Crawled out, she gets off the subway and almost runs home. When she gets to her apartment she starts packing, ready to leave behind this stalker and the people who don’t believe her but only mock her. Then Julia listens to music in Irina’s apartment next door. She knows she shouldn’t, but she needs to investigate. She breaks into Irina’s apartment and suddenly this slow-burning thriller turns into an uncompromising horror film. Irina is home, or at least what’s left of her, because her headless body is waiting to be discovered. Daniel appears behind her and puts a bag over her head, causing her to faint. When she wakes up, Daniel is there watching her. He confesses that he is the spider and that he even hid in the closet with Irina when Julia looked into the apartment days before.

The Watcher shows how far a woman must go to protect herself

Observer Maika Monroe
Image via Sundance

There seems to be no way out, but at that moment Julia hears Francis coming home from the party. She tries to scream, but Daniel cuts her throat with a knife. It’s no small wound. Julia squirts blood. She tries to get to the gun she knows Irina keeps at the apartment, but she doesn’t make it there. Your world goes dark while the observer watches.

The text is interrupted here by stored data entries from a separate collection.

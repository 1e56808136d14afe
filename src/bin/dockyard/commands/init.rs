//! `dockyard init` command

use std::path::{Path, PathBuf};
use std::sync::Arc;

use anyhow::{anyhow, Result};

use crate::cli::InitArgs;
use dockyard::ops::init::{init_project, InitOptions};
use dockyard::util::shell::{Shell, Status};

/// Determines the project name from the arguments or directory.
///
/// This is extracted for testability.
pub fn determine_project_name(name: &Option<String>, path: &Path) -> String {
    name.clone().unwrap_or_else(|| {
        path.file_name()
            .and_then(|n| n.to_str())
            .unwrap_or("unnamed")
            .to_string()
    })
}

/// Validates a project name.
///
/// Names end up as target names, module names and bundle identifiers, so
/// they must start with a letter and hold only letters, digits, hyphens and
/// underscores.
pub fn validate_project_name(name: &str) -> Result<(), &'static str> {
    let Some(first) = name.chars().next() else {
        return Err("project name cannot be empty");
    };

    if !first.is_ascii_alphabetic() {
        return Err("project name must start with a letter");
    }

    for c in name.chars() {
        if !c.is_ascii_alphanumeric() && c != '-' && c != '_' {
            return Err("project name contains invalid characters");
        }
    }

    Ok(())
}

pub fn execute(args: InitArgs, shell: &Arc<Shell>) -> Result<()> {
    let path = args.path.unwrap_or_else(|| PathBuf::from("."));
    let path = if path == Path::new(".") {
        std::env::current_dir()?
    } else {
        path
    };

    let name = determine_project_name(&args.name, &path);
    validate_project_name(&name).map_err(|e| anyhow!("invalid project name `{}`: {}", name, e))?;

    let opts = InitOptions {
        name: name.clone(),
        platform: args.platform,
    };
    init_project(&path, &opts)?;

    shell.status(
        Status::Created,
        format!("{} project `{}`", args.platform.display_name(), name),
    );
    shell.note("run `dockyard generate` to create the Xcode project");

    Ok(())
}

#[cfg(test)]
mod tests {
    use super::*;
    use clap::Parser;
    use dockyard::core::target::Platform;

    /// Helper to parse InitArgs from command-line strings.
    fn parse_init_args(args: &[&str]) -> InitArgs {
        #[derive(Parser)]
        struct TestCli {
            #[command(flatten)]
            init: InitArgs,
        }
        let cli = TestCli::parse_from(args);
        cli.init
    }

    // =========================================================================
    // InitArgs Tests
    // =========================================================================

    #[test]
    fn test_init_args_defaults() {
        let args = parse_init_args(&["test"]);

        assert!(args.name.is_none());
        assert!(args.path.is_none());
        assert_eq!(args.platform, Platform::Ios);
    }

    #[test]
    fn test_init_with_name_and_path() {
        let args = parse_init_args(&["test", "--name", "Demo", "mydir"]);
        assert_eq!(args.name, Some("Demo".to_string()));
        assert_eq!(args.path, Some(PathBuf::from("mydir")));
    }

    #[test]
    fn test_init_platform() {
        let args = parse_init_args(&["test", "--platform", "macos"]);
        assert_eq!(args.platform, Platform::Macos);

        let args = parse_init_args(&["test", "--platform", "tvOS"]);
        assert_eq!(args.platform, Platform::Tvos);
    }

    #[test]
    fn test_init_rejects_unknown_platform() {
        #[derive(Parser)]
        struct TestCli {
            #[command(flatten)]
            init: InitArgs,
        }
        assert!(TestCli::try_parse_from(["test", "--platform", "linux"]).is_err());
    }

    // =========================================================================
    // determine_project_name Tests
    // =========================================================================

    #[test]
    fn test_determine_name_from_flag() {
        let name = determine_project_name(&Some("Demo".to_string()), Path::new("/tmp/other"));
        assert_eq!(name, "Demo");
    }

    #[test]
    fn test_determine_name_from_directory() {
        let name = determine_project_name(&None, Path::new("/Users/dev/MyApp"));
        assert_eq!(name, "MyApp");
    }

    #[test]
    fn test_determine_name_from_root() {
        let name = determine_project_name(&None, Path::new("/"));
        assert_eq!(name, "unnamed");
    }

    // =========================================================================
    // validate_project_name Tests
    // =========================================================================

    #[test]
    fn test_validate_valid_names() {
        assert!(validate_project_name("App").is_ok());
        assert!(validate_project_name("my-app").is_ok());
        assert!(validate_project_name("Core_Kit2").is_ok());
    }

    #[test]
    fn test_validate_empty_name() {
        assert_eq!(validate_project_name(""), Err("project name cannot be empty"));
    }

    #[test]
    fn test_validate_leading_character() {
        assert!(validate_project_name("2App").is_err());
        assert!(validate_project_name("-app").is_err());
        assert!(validate_project_name("_app").is_err());
        assert!(validate_project_name(".app").is_err());
    }

    #[test]
    fn test_validate_invalid_characters() {
        assert!(validate_project_name("my app").is_err());
        assert!(validate_project_name("app.kit").is_err());
        assert!(validate_project_name("app@1").is_err());
    }
}
//! Writing generated containers to disk.
//!
//! Every container is first rendered into a temporary directory next to its
//! destination. Only once all of them rendered are the destinations
//! replaced, so a failed run leaves the previous output untouched.

use std::fs;
use std::path::{Path, PathBuf};

use anyhow::{anyhow, Context, Result};
use serde::Serialize;
use tempfile::TempDir;

use crate::generator::{GeneratedProject, GeneratedWorkspace};
use crate::util::fs::{file_name, remove_dir_all_if_exists, write_string};
use crate::xcode::SchemeDocument;

/// Data file of a project container.
pub const PROJECT_FILE: &str = "project.json";

/// Data file of a workspace container.
pub const WORKSPACE_FILE: &str = "contents.json";

/// Owner of user schemes when `USER` is not set.
const DEFAULT_USER: &str = "dockyard";

/// A rendered container waiting to replace its destination.
struct Staged {
    _dir: TempDir,
    rendered: PathBuf,
    destination: PathBuf,
}

/// Write every project of `workspace` and then the workspace itself.
///
/// Returns the container paths in the order they were written.
pub fn write_workspace(workspace: &GeneratedWorkspace) -> Result<Vec<PathBuf>> {
    let mut staged = Vec::with_capacity(workspace.projects.len() + 1);
    for project in workspace.projects.values() {
        staged.push(stage(&project.path, |dir| render_project(project, dir))?);
    }
    staged.push(stage(&workspace.path, |dir| {
        write_json(&dir.join(WORKSPACE_FILE), &workspace.data)?;
        write_schemes(&workspace.schemes, dir)
    })?);

    commit(staged)
}

/// Write a single project container.
pub fn write_project(project: &GeneratedProject) -> Result<PathBuf> {
    let staged = stage(&project.path, |dir| render_project(project, dir))?;
    let mut written = commit(vec![staged])?;
    written
        .pop()
        .ok_or_else(|| anyhow!("nothing was written for {}", project.path.display()))
}

fn render_project(project: &GeneratedProject, dir: &Path) -> Result<()> {
    write_json(&dir.join(PROJECT_FILE), &project.pbxproj)?;
    write_schemes(&project.schemes, dir)
}

/// Shared schemes go to `xcshareddata`, the others to the current user's
/// `xcuserdata`.
fn write_schemes(schemes: &[SchemeDocument], container: &Path) -> Result<()> {
    for scheme in schemes {
        let dir = if scheme.shared {
            container.join("xcshareddata").join("xcschemes")
        } else {
            container
                .join("xcuserdata")
                .join(format!("{}.xcuserdatad", current_user()))
                .join("xcschemes")
        };
        write_json(&dir.join(format!("{}.json", scheme.name)), scheme)?;
    }
    Ok(())
}

fn current_user() -> String {
    std::env::var("USER")
        .ok()
        .filter(|user| !user.is_empty())
        .unwrap_or_else(|| DEFAULT_USER.to_string())
}

fn write_json(path: &Path, value: &impl Serialize) -> Result<()> {
    let mut json = serde_json::to_string_pretty(value)
        .with_context(|| format!("failed to serialize {}", path.display()))?;
    json.push('\n');
    write_string(path, &json)
}

/// Render a container into a temporary directory beside `destination`.
fn stage(destination: &Path, render: impl FnOnce(&Path) -> Result<()>) -> Result<Staged> {
    let parent = destination
        .parent()
        .ok_or_else(|| anyhow!("{} has no parent directory", destination.display()))?;
    fs::create_dir_all(parent)
        .with_context(|| format!("failed to create directory: {}", parent.display()))?;

    let dir = tempfile::Builder::new()
        .prefix(".dockyard-")
        .tempdir_in(parent)
        .with_context(|| format!("failed to create a temporary directory in {}", parent.display()))?;
    let rendered = dir.path().join(file_name(destination));
    fs::create_dir_all(&rendered)?;
    render(&rendered)?;

    Ok(Staged {
        _dir: dir,
        rendered,
        destination: destination.to_path_buf(),
    })
}

fn commit(staged: Vec<Staged>) -> Result<Vec<PathBuf>> {
    let mut written = Vec::with_capacity(staged.len());
    for container in staged {
        remove_dir_all_if_exists(&container.destination)?;
        fs::rename(&container.rendered, &container.destination).with_context(|| {
            format!(
                "failed to move {} into place",
                container.destination.display()
            )
        })?;
        tracing::debug!("wrote {}", container.destination.display());
        written.push(container.destination);
    }
    Ok(written)
}

#[cfg(test)]
mod tests {
    use super::*;
    use std::collections::BTreeMap;

    use crate::xcode::{PbxProj, WorkspaceData, WorkspaceDataElement};

    fn scheme(name: &str, shared: bool) -> SchemeDocument {
        SchemeDocument {
            name: name.to_string(),
            shared,
            version: "1.3".to_string(),
            build_action: None,
            test_action: None,
            launch_action: None,
        }
    }

    fn project(root: &Path) -> GeneratedProject {
        GeneratedProject {
            name: "App".to_string(),
            path: root.join("App").join("App.xcodeproj"),
            pbxproj: PbxProj::new(),
            targets: BTreeMap::new(),
            schemes: vec![scheme("App", true), scheme("Scratch", false)],
        }
    }

    #[test]
    fn test_write_project_layout() {
        let tmp = TempDir::new().unwrap();
        let generated = project(tmp.path());
        let written = write_project(&generated).unwrap();

        assert_eq!(written, generated.path);
        assert!(written.join(PROJECT_FILE).is_file());
        assert!(written.join("xcshareddata/xcschemes/App.json").is_file());
        let user_schemes = written.join("xcuserdata");
        assert!(!written.join("xcshareddata/xcschemes/Scratch.json").exists());
        assert!(user_schemes.is_dir());

        let json: serde_json::Value =
            serde_json::from_str(&fs::read_to_string(written.join(PROJECT_FILE)).unwrap()).unwrap();
        assert_eq!(json["objectVersion"], 50);
    }

    #[test]
    fn test_write_replaces_previous_output() {
        let tmp = TempDir::new().unwrap();
        let generated = project(tmp.path());
        let stale = generated.path.join("stale.json");
        write_string(&stale, "{}").unwrap();

        write_project(&generated).unwrap();
        assert!(!stale.exists());
        assert!(generated.path.join(PROJECT_FILE).exists());

        let leftovers: Vec<_> = fs::read_dir(tmp.path().join("App"))
            .unwrap()
            .filter_map(|e| e.ok())
            .filter(|e| e.file_name().to_string_lossy().starts_with(".dockyard-"))
            .collect();
        assert!(leftovers.is_empty());
    }

    #[test]
    fn test_write_workspace() {
        let tmp = TempDir::new().unwrap();
        let generated_project = project(tmp.path());
        let workspace = GeneratedWorkspace {
            name: "Acme".to_string(),
            path: tmp.path().join("Acme.xcworkspace"),
            data: WorkspaceData::new(vec![WorkspaceDataElement::file("App/App.xcodeproj")]),
            schemes: vec![scheme("All", true)],
            projects: [(tmp.path().join("App"), generated_project)].into_iter().collect(),
        };

        let written = write_workspace(&workspace).unwrap();
        assert_eq!(written.len(), 2);
        assert_eq!(written[1], workspace.path);

        let contents = fs::read_to_string(workspace.path.join(WORKSPACE_FILE)).unwrap();
        assert!(contents.contains("group:App/App.xcodeproj"));
        assert!(workspace.path.join("xcshareddata/xcschemes/All.json").is_file());
    }
}
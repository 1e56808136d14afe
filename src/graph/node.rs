//! Graph nodes.

use std::fmt;
use std::path::{Path, PathBuf};

use crate::core::dependency::SdkStatus;
use crate::core::target::{Product, Target};
use crate::util::fs::file_name;

/// How a binary is linked into its dependents.
#[derive(Debug, Clone, Copy, PartialEq, Eq, Hash)]
pub enum Linking {
    Static,
    Dynamic,
}

impl fmt::Display for Linking {
    fn fmt(&self, f: &mut fmt::Formatter<'_>) -> fmt::Result {
        match self {
            Linking::Static => f.write_str("static"),
            Linking::Dynamic => f.write_str("dynamic"),
        }
    }
}

/// A target of a loaded project.
#[derive(Debug, Clone)]
pub struct TargetNode {
    pub project_path: PathBuf,
    pub target: Target,
}

impl TargetNode {
    pub fn name(&self) -> &str {
        &self.target.name
    }

    pub fn product(&self) -> Product {
        self.target.product
    }
}

/// What kind of precompiled artifact a node is.
#[derive(Debug, Clone, PartialEq, Eq)]
pub enum PrecompiledKind {
    Framework,
    Library {
        public_headers: PathBuf,
        swift_module_map: Option<PathBuf>,
    },
}

/// A precompiled framework or library on disk.
#[derive(Debug, Clone)]
pub struct PrecompiledNode {
    /// The `.framework` directory or the library file
    pub path: PathBuf,
    pub kind: PrecompiledKind,
    pub linking: Linking,
}

impl PrecompiledNode {
    pub fn is_framework(&self) -> bool {
        self.kind == PrecompiledKind::Framework
    }

    /// File name of the artifact, e.g. `Foo.framework`.
    pub fn name(&self) -> String {
        file_name(&self.path)
    }
}

/// Path of the Mach-O binary: `Foo.framework/Foo` for frameworks, the
/// library itself otherwise.
pub(crate) fn framework_binary_path(path: &Path, kind: &PrecompiledKind) -> PathBuf {
    match kind {
        PrecompiledKind::Framework => match path.file_stem() {
            Some(stem) => path.join(stem),
            None => path.to_path_buf(),
        },
        PrecompiledKind::Library { .. } => path.to_path_buf(),
    }
}

/// A system framework or text-based library.
#[derive(Debug, Clone)]
pub struct SdkNode {
    /// e.g. `ARKit.framework` or `libc++.tbd`
    pub name: String,
    /// Absolute path inside the SDK
    pub path: PathBuf,
    pub status: SdkStatus,
}

impl SdkNode {
    /// Location of an SDK binary by name, `None` for unsupported extensions.
    pub fn sdk_path(name: &str) -> Option<PathBuf> {
        match Path::new(name).extension().and_then(|e| e.to_str()) {
            Some("framework") => Some(Path::new("/System/Library/Frameworks").join(name)),
            Some("tbd") => Some(Path::new("/usr/lib").join(name)),
            _ => None,
        }
    }
}

/// A node of the dependency graph.
#[derive(Debug, Clone)]
pub enum GraphNode {
    Target(TargetNode),
    Precompiled(PrecompiledNode),
    Sdk(SdkNode),
}

impl GraphNode {
    pub fn key(&self) -> NodeKey {
        match self {
            GraphNode::Target(node) => {
                NodeKey::Target(node.project_path.clone(), node.target.name.clone())
            }
            GraphNode::Precompiled(node) => NodeKey::Precompiled(node.path.clone()),
            GraphNode::Sdk(node) => NodeKey::Sdk(node.path.clone(), node.status),
        }
    }

    pub fn as_target(&self) -> Option<&TargetNode> {
        match self {
            GraphNode::Target(node) => Some(node),
            _ => None,
        }
    }

    pub fn as_precompiled(&self) -> Option<&PrecompiledNode> {
        match self {
            GraphNode::Precompiled(node) => Some(node),
            _ => None,
        }
    }

    pub fn as_sdk(&self) -> Option<&SdkNode> {
        match self {
            GraphNode::Sdk(node) => Some(node),
            _ => None,
        }
    }

    /// Whether the node is a target producing a static product.
    pub fn is_static_target(&self) -> bool {
        self.as_target().is_some_and(|t| t.product().is_static())
    }

    /// Whether the node is a target producing a dynamic framework.
    pub fn is_framework_target(&self) -> bool {
        self.as_target()
            .is_some_and(|t| t.product() == Product::Framework)
    }
}

impl fmt::Display for GraphNode {
    fn fmt(&self, f: &mut fmt::Formatter<'_>) -> fmt::Result {
        match self {
            GraphNode::Target(node) => write!(f, "{} ({})", node.name(), node.product()),
            GraphNode::Precompiled(node) => write!(f, "{} ({})", node.name(), node.linking),
            GraphNode::Sdk(node) => match node.status {
                SdkStatus::Required => write!(f, "{} (sdk)", node.name),
                SdkStatus::Optional => write!(f, "{} (sdk, optional)", node.name),
            },
        }
    }
}

/// Identity of a node.
#[derive(Debug, Clone, PartialEq, Eq, Hash, PartialOrd, Ord)]
pub enum NodeKey {
    /// Project root and target name
    Target(PathBuf, String),
    Precompiled(PathBuf),
    /// An SDK is linked weakly or not per dependent, so the status is part
    /// of its identity
    Sdk(PathBuf, SdkStatus),
}

#[cfg(test)]
mod tests {
    use super::*;

    #[test]
    fn test_sdk_paths() {
        assert_eq!(
            SdkNode::sdk_path("ARKit.framework"),
            Some(PathBuf::from("/System/Library/Frameworks/ARKit.framework"))
        );
        assert_eq!(
            SdkNode::sdk_path("libc++.tbd"),
            Some(PathBuf::from("/usr/lib/libc++.tbd"))
        );
        assert_eq!(SdkNode::sdk_path("libz.dylib"), None);
    }

    #[test]
    fn test_framework_binary_path() {
        let node = PrecompiledNode {
            path: PathBuf::from("/p/Vendor/Foo.framework"),
            kind: PrecompiledKind::Framework,
            linking: Linking::Dynamic,
        };
        assert_eq!(
            framework_binary_path(&node.path, &node.kind),
            PathBuf::from("/p/Vendor/Foo.framework/Foo")
        );
        assert_eq!(node.name(), "Foo.framework");
    }
}
//! Dependency declarations.
//!
//! A Dependency describes what a target requires: another target of the same
//! project, a target of another project, a precompiled framework or library,
//! or a system SDK. Cross-project references are resolved by the graph
//! builder, never by the target itself.

use std::fmt;
use std::path::PathBuf;

use serde::{Deserialize, Serialize};

/// Whether an SDK dependency must be present at runtime.
#[derive(Debug, Clone, Copy, Default, PartialEq, Eq, Hash, PartialOrd, Ord, Serialize, Deserialize)]
#[serde(rename_all = "lowercase")]
pub enum SdkStatus {
    #[default]
    Required,
    /// Weakly linked
    Optional,
}

/// A dependency of a target.
#[derive(Debug, Clone, PartialEq, Eq)]
pub enum Dependency {
    /// Another target in the same project
    Target { name: String },

    /// A target in the project rooted at `path`
    Project { target: String, path: PathBuf },

    /// A precompiled `.framework`
    Framework { path: PathBuf },

    /// A precompiled static or dynamic library
    Library {
        path: PathBuf,
        public_headers: PathBuf,
        swift_module_map: Option<PathBuf>,
    },

    /// A system framework (`.framework`) or text-based library (`.tbd`)
    Sdk { name: String, status: SdkStatus },
}

impl Dependency {
    pub fn target(name: impl Into<String>) -> Self {
        Dependency::Target { name: name.into() }
    }

    pub fn project(target: impl Into<String>, path: impl Into<PathBuf>) -> Self {
        Dependency::Project {
            target: target.into(),
            path: path.into(),
        }
    }

    pub fn framework(path: impl Into<PathBuf>) -> Self {
        Dependency::Framework { path: path.into() }
    }

    pub fn library(path: impl Into<PathBuf>, public_headers: impl Into<PathBuf>) -> Self {
        Dependency::Library {
            path: path.into(),
            public_headers: public_headers.into(),
            swift_module_map: None,
        }
    }

    pub fn sdk(name: impl Into<String>, status: SdkStatus) -> Self {
        Dependency::Sdk {
            name: name.into(),
            status,
        }
    }

    /// Project path of a cross-project reference.
    pub fn project_path(&self) -> Option<&PathBuf> {
        match self {
            Dependency::Project { path, .. } => Some(path),
            _ => None,
        }
    }
}

impl fmt::Display for Dependency {
    fn fmt(&self, f: &mut fmt::Formatter<'_>) -> fmt::Result {
        match self {
            Dependency::Target { name } => write!(f, "target `{}`", name),
            Dependency::Project { target, path } => {
                write!(f, "target `{}` of {}", target, path.display())
            }
            Dependency::Framework { path } => write!(f, "framework {}", path.display()),
            Dependency::Library { path, .. } => write!(f, "library {}", path.display()),
            Dependency::Sdk { name, status } => match status {
                SdkStatus::Required => write!(f, "sdk `{}`", name),
                SdkStatus::Optional => write!(f, "sdk `{}` (optional)", name),
            },
        }
    }
}

#[cfg(test)]
mod tests {
    use super::*;

    #[test]
    fn test_dependency_display() {
        assert_eq!(Dependency::target("Core").to_string(), "target `Core`");
        assert_eq!(
            Dependency::sdk("ARKit.framework", SdkStatus::Optional).to_string(),
            "sdk `ARKit.framework` (optional)"
        );
    }

    #[test]
    fn test_project_path() {
        let dep = Dependency::project("Shared", "/w/Shared");
        assert_eq!(dep.project_path(), Some(&PathBuf::from("/w/Shared")));
        assert_eq!(Dependency::target("Core").project_path(), None);
    }
}
//! Shared utilities

pub mod config;
pub mod diagnostic;
pub mod fs;
pub mod hash;
pub mod shell;

pub use config::Config;
pub use diagnostic::Diagnostic;
pub use fs::{DiskFileSystem, FileSystem};
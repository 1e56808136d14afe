//! Schemes - named build, test and run recipes.

use std::collections::BTreeMap;
use std::path::PathBuf;

use crate::core::settings::BuildConfiguration;

/// A target of some project, by project root and target name.
#[derive(Debug, Clone, PartialEq, Eq, Hash, PartialOrd, Ord)]
pub struct TargetReference {
    pub project_path: PathBuf,
    pub name: String,
}

impl TargetReference {
    pub fn new(project_path: impl Into<PathBuf>, name: impl Into<String>) -> Self {
        TargetReference {
            project_path: project_path.into(),
            name: name.into(),
        }
    }
}

/// A script run before or after an action.
#[derive(Debug, Clone, PartialEq, Eq)]
pub struct ExecutionAction {
    pub title: String,
    pub script: String,
    /// Target whose build settings are exported to the script
    pub target: Option<TargetReference>,
}

/// Launch arguments and environment.
#[derive(Debug, Clone, Default, PartialEq, Eq)]
pub struct Arguments {
    pub environment: BTreeMap<String, String>,
    pub launch: Vec<String>,
}

#[derive(Debug, Clone, Default, PartialEq, Eq)]
pub struct BuildAction {
    pub targets: Vec<TargetReference>,
    pub pre_actions: Vec<ExecutionAction>,
    pub post_actions: Vec<ExecutionAction>,
}

#[derive(Debug, Clone, PartialEq, Eq)]
pub struct TestAction {
    pub targets: Vec<TargetReference>,
    pub configuration: BuildConfiguration,
    pub coverage: bool,
    pub arguments: Option<Arguments>,
}

#[derive(Debug, Clone, PartialEq, Eq)]
pub struct RunAction {
    pub configuration: BuildConfiguration,
    pub executable: Option<TargetReference>,
    pub arguments: Option<Arguments>,
}

/// A scheme as declared in a manifest, or synthesized for a target.
#[derive(Debug, Clone, PartialEq, Eq)]
pub struct Scheme {
    pub name: String,
    pub shared: bool,
    pub build_action: Option<BuildAction>,
    pub test_action: Option<TestAction>,
    pub run_action: Option<RunAction>,
}

impl Scheme {
    pub fn new(name: impl Into<String>) -> Self {
        Scheme {
            name: name.into(),
            shared: true,
            build_action: None,
            test_action: None,
            run_action: None,
        }
    }
}
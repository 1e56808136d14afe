//! Target actions - scripts run as part of a target's build.

use std::path::PathBuf;

use serde::{Deserialize, Serialize};

/// When an action runs relative to the other build phases.
#[derive(Debug, Clone, Copy, PartialEq, Eq, Hash, Serialize, Deserialize)]
#[serde(rename_all = "lowercase")]
pub enum ActionOrder {
    Pre,
    Post,
}

/// A script phase attached to a target.
///
/// Exactly one of `tool`, `path` or `script` says what runs.
#[derive(Debug, Clone, PartialEq, Eq)]
pub struct TargetAction {
    pub name: String,
    pub order: ActionOrder,
    /// Executable looked up on `PATH`
    pub tool: Option<String>,
    /// Absolute path of a script file
    pub path: Option<PathBuf>,
    /// Inline shell script
    pub script: Option<String>,
    pub arguments: Vec<String>,
    pub input_paths: Vec<PathBuf>,
    pub output_paths: Vec<PathBuf>,
}

impl TargetAction {
    /// An action running `tool` with `arguments`.
    pub fn tool(
        name: impl Into<String>,
        order: ActionOrder,
        tool: impl Into<String>,
        arguments: Vec<String>,
    ) -> Self {
        TargetAction {
            name: name.into(),
            order,
            tool: Some(tool.into()),
            path: None,
            script: None,
            arguments,
            input_paths: Vec::new(),
            output_paths: Vec::new(),
        }
    }

    /// An action running an inline script.
    pub fn script(name: impl Into<String>, order: ActionOrder, script: impl Into<String>) -> Self {
        TargetAction {
            name: name.into(),
            order,
            tool: None,
            path: None,
            script: Some(script.into()),
            arguments: Vec::new(),
            input_paths: Vec::new(),
            output_paths: Vec::new(),
        }
    }
}
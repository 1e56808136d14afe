//! Implementation of `dockyard init`.

use std::fs;
use std::path::Path;

use anyhow::{bail, Context, Result};

use crate::core::manifest::{generate_project_manifest, PROJECT_MANIFEST};
use crate::core::target::Platform;
use crate::util::fs::write_string;

/// Options for scaffolding a project.
#[derive(Debug, Clone)]
pub struct InitOptions {
    /// Project name
    pub name: String,

    pub platform: Platform,
}

/// Create a `Project.toml` with an app and a unit test target, plus the
/// files it references.
pub fn init_project(path: &Path, opts: &InitOptions) -> Result<()> {
    if !path.exists() {
        fs::create_dir_all(path)
            .with_context(|| format!("failed to create directory: {}", path.display()))?;
    }

    let manifest_path = path.join(PROJECT_MANIFEST);
    if manifest_path.exists() {
        bail!("`{}` already exists in `{}`", PROJECT_MANIFEST, path.display());
    }

    write_string(&manifest_path, &generate_project_manifest(&opts.name, opts.platform))?;
    write_string(&path.join("Info.plist"), INFO_PLIST)?;
    write_string(
        &path.join("Sources").join("AppDelegate.swift"),
        &app_delegate(opts.platform),
    )?;
    write_string(
        &path.join("Tests").join(format!("{}Tests.swift", opts.name)),
        &unit_test(&opts.name),
    )?;
    fs::create_dir_all(path.join("Resources")).with_context(|| "failed to create Resources directory")?;

    let gitignore = r#"# Generated containers
*.xcodeproj/
*.xcworkspace/

# Xcode
DerivedData/
xcuserdata/
"#;
    write_string(&path.join(".gitignore"), gitignore)?;

    Ok(())
}

const INFO_PLIST: &str = r#"<?xml version="1.0" encoding="UTF-8"?>
<!DOCTYPE plist PUBLIC "-//Apple//DTD PLIST 1.0//EN" "http://www.apple.com/DTDs/PropertyList-1.0.dtd">
<plist version="1.0">
<dict>
	<key>CFBundleExecutable</key>
	<string>$(EXECUTABLE_NAME)</string>
	<key>CFBundleIdentifier</key>
	<string>$(PRODUCT_BUNDLE_IDENTIFIER)</string>
	<key>CFBundleName</key>
	<string>$(PRODUCT_NAME)</string>
	<key>CFBundlePackageType</key>
	<string>APPL</string>
	<key>CFBundleShortVersionString</key>
	<string>1.0</string>
	<key>CFBundleVersion</key>
	<string>1</string>
</dict>
</plist>
"#;

fn app_delegate(platform: Platform) -> String {
    match platform {
        Platform::Macos => r#"import Cocoa

@NSApplicationMain
final class AppDelegate: NSObject, NSApplicationDelegate {
    func applicationDidFinishLaunching(_ notification: Notification) {}
}
"#
        .to_string(),
        _ => r#"import UIKit

@UIApplicationMain
final class AppDelegate: UIResponder, UIApplicationDelegate {
    var window: UIWindow?
}
"#
        .to_string(),
    }
}

fn unit_test(name: &str) -> String {
    format!(
        r#"import XCTest
@testable import {name}

final class {name}Tests: XCTestCase {{
    func testExample() {{
        XCTAssertTrue(true)
    }}
}}
"#
    )
}

#[cfg(test)]
mod tests {
    use super::*;
    use crate::core::manifest::load_project;
    use crate::core::target::Product;
    use crate::util::fs::DiskFileSystem;
    use tempfile::TempDir;

    #[test]
    fn test_init_scaffold_loads() {
        let tmp = TempDir::new().unwrap();
        let dir = tmp.path().join("Demo");
        let opts = InitOptions {
            name: "Demo".to_string(),
            platform: Platform::Ios,
        };

        init_project(&dir, &opts).unwrap();
        assert!(dir.join(PROJECT_MANIFEST).is_file());
        assert!(dir.join("Sources/AppDelegate.swift").is_file());
        assert!(dir.join("Tests/DemoTests.swift").is_file());

        let project = load_project(&DiskFileSystem, &dir).unwrap();
        assert_eq!(project.name, "Demo");
        assert_eq!(project.targets.len(), 2);
        assert_eq!(project.targets[1].product, Product::UnitTests);
        assert_eq!(project.targets[0].sources.len(), 1);
    }

    #[test]
    fn test_init_refuses_existing_manifest() {
        let tmp = TempDir::new().unwrap();
        fs::write(tmp.path().join(PROJECT_MANIFEST), "").unwrap();
        let opts = InitOptions {
            name: "Demo".to_string(),
            platform: Platform::Macos,
        };
        let err = init_project(tmp.path(), &opts).unwrap_err();
        assert!(err.to_string().contains("already exists"));
    }
}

We are now going to Francis in the apartment he shares with Julia. He sees her cell phone, but no Julia. Francis calls her and hears the phone ringing in the apartment next door. As he enters the hallway, Daniel comes out of Irina’s door. They look at each other and while we wait for Francis to finally speak up for his wife, shots ring out and Daniel falls to the ground, dead. Behind him stands Julia, somehow still alive, but covered in blood. She regained consciousness, found Irina’s weapon and took her attack all by herself. She gives Francis a weak but annoyed look, as if trying to tell him all this with just her eyes. The film ends there. We don’t know if Julia lives or dies. If she survives, we know she will leave Budapest as soon as possible.

The film works on many levels and is not just a thriller with a simple story about a woman who is being pursued. It speaks to what so many women go through when being watched in such an uncomfortable way, whether by a serial killer or just a man who doesn’t understand boundaries. It also shows us how quick we are to dismiss and not believe them when women talk about how men treat them, even going so far as to poison the woman and drive her insane. This can come from an unsuspecting, self-involved husband or society as a whole. Finally, as the director so vehemently put it in that last scene, when all else fails and no one is going to believe you or stand up for you, a woman is strong enough to deal with her attacker alone if she has to or with the Help a friend who is going through the same thing as it is her dead friend’s gun that saves her. In the end, Julia is right, but at what cost? She has to lose everything, not just almost her life, but maybe her marriage as well, just to prove herself in a rapidly turning away world.